Work to be completed
Work through the entries below and show every line in which "await" is found.

Extracted material

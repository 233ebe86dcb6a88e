/// Authentication Routes
///
/// Thin HTTP adapter over `AuthService`: request binding, bearer extraction
/// and response shaping only.

use actix_web::{web, HttpRequest, HttpResponse};
use serde::{Deserialize, Serialize};

use crate::auth::{AuthService, Claims, TokenKind};
use crate::error::AuthError;
use crate::middleware::bearer_token;

/// User login request
#[derive(Deserialize)]
pub struct LoginRequest {
    pub username: String,
    pub password: String,
}

/// Token refresh request; the access token travels in the Authorization header
#[derive(Deserialize)]
pub struct RefreshRequest {
    pub refresh_token: String,
}

#[derive(Serialize)]
pub struct LoginResponse {
    pub access_token: String,
    pub refresh_token: String,
    pub token_type: String,
    pub expires_in: u64,
}

#[derive(Serialize)]
pub struct RefreshResponse {
    pub access_token: String,
    pub token_type: String,
    pub expires_in: u64,
}

#[derive(Serialize)]
pub struct UserResponse {
    pub id: String,
    pub username: String,
}

/// POST /auth/login
///
/// # Errors
/// - 401: Unknown user or wrong password (same response for both)
/// - 429: Too many failed attempts
/// - 500: Store or cache unavailable
pub async fn login(
    form: web::Json<LoginRequest>,
    auth: web::Data<AuthService>,
) -> Result<HttpResponse, AuthError> {
    let tokens = auth.login(&form.username, &form.password).await?;

    Ok(HttpResponse::Ok().json(LoginResponse {
        access_token: tokens.access_token,
        refresh_token: tokens.refresh_token,
        token_type: "Bearer".to_string(),
        expires_in: auth.codec().ttl(TokenKind::Access).as_secs(),
    }))
}

/// POST /auth/refresh
///
/// Requires `Authorization: Bearer <access_token>`; the access token may be
/// expired but must be within the refresh window.
///
/// # Errors
/// - 400: Access token is not close enough to expiry
/// - 403: Missing/invalid access token or invalid refresh token
/// - 500: Cache unavailable
pub async fn refresh(
    req: HttpRequest,
    form: web::Json<RefreshRequest>,
    auth: web::Data<AuthService>,
) -> Result<HttpResponse, AuthError> {
    let access_token = bearer_token(req.headers()).ok_or(AuthError::InvalidToken)?;

    let access_token = auth.refresh(access_token, &form.refresh_token).await?;

    Ok(HttpResponse::Ok().json(RefreshResponse {
        access_token,
        token_type: "Bearer".to_string(),
        expires_in: auth.codec().ttl(TokenKind::Access).as_secs(),
    }))
}

/// GET /api/me
///
/// Claims are injected by `JwtMiddleware`.
pub async fn current_user(claims: web::ReqData<Claims>) -> HttpResponse {
    let claims = claims.into_inner();

    HttpResponse::Ok().json(UserResponse {
        id: claims.sub,
        username: claims.username,
    })
}
use actix_web::dev::Server;
use actix_web::{middleware::Logger, web, App, HttpServer};
use std::net::TcpListener;

use crate::auth::AuthService;
use crate::middleware::JwtMiddleware;
use crate::routes::{current_user, health_check, login, refresh};

pub fn run(listener: TcpListener, auth: AuthService) -> Result<Server, std::io::Error> {
    let codec = auth.codec().clone();
    let auth = web::Data::new(auth);

    let server = HttpServer::new(move || {
        App::new()
            .wrap(Logger::default())
            .app_data(auth.clone())
            // Public routes
            .route("/health_check", web::get().to(health_check))
            .route("/auth/login", web::post().to(login))
            .route("/auth/refresh", web::post().to(refresh))
            // Protected routes (require a valid access token)
            .service(
                web::scope("/api")
                    .wrap(JwtMiddleware::new(codec.clone()))
                    .route("/me", web::get().to(current_user)),
            )
    })
    .listen(listener)?
    .run();

    Ok(server)
}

Problem solution
    let tokens = auth.login(&form.username, &form.password).await?;
    let access_token = auth.refresh(access_token, &form.refresh_token).await?;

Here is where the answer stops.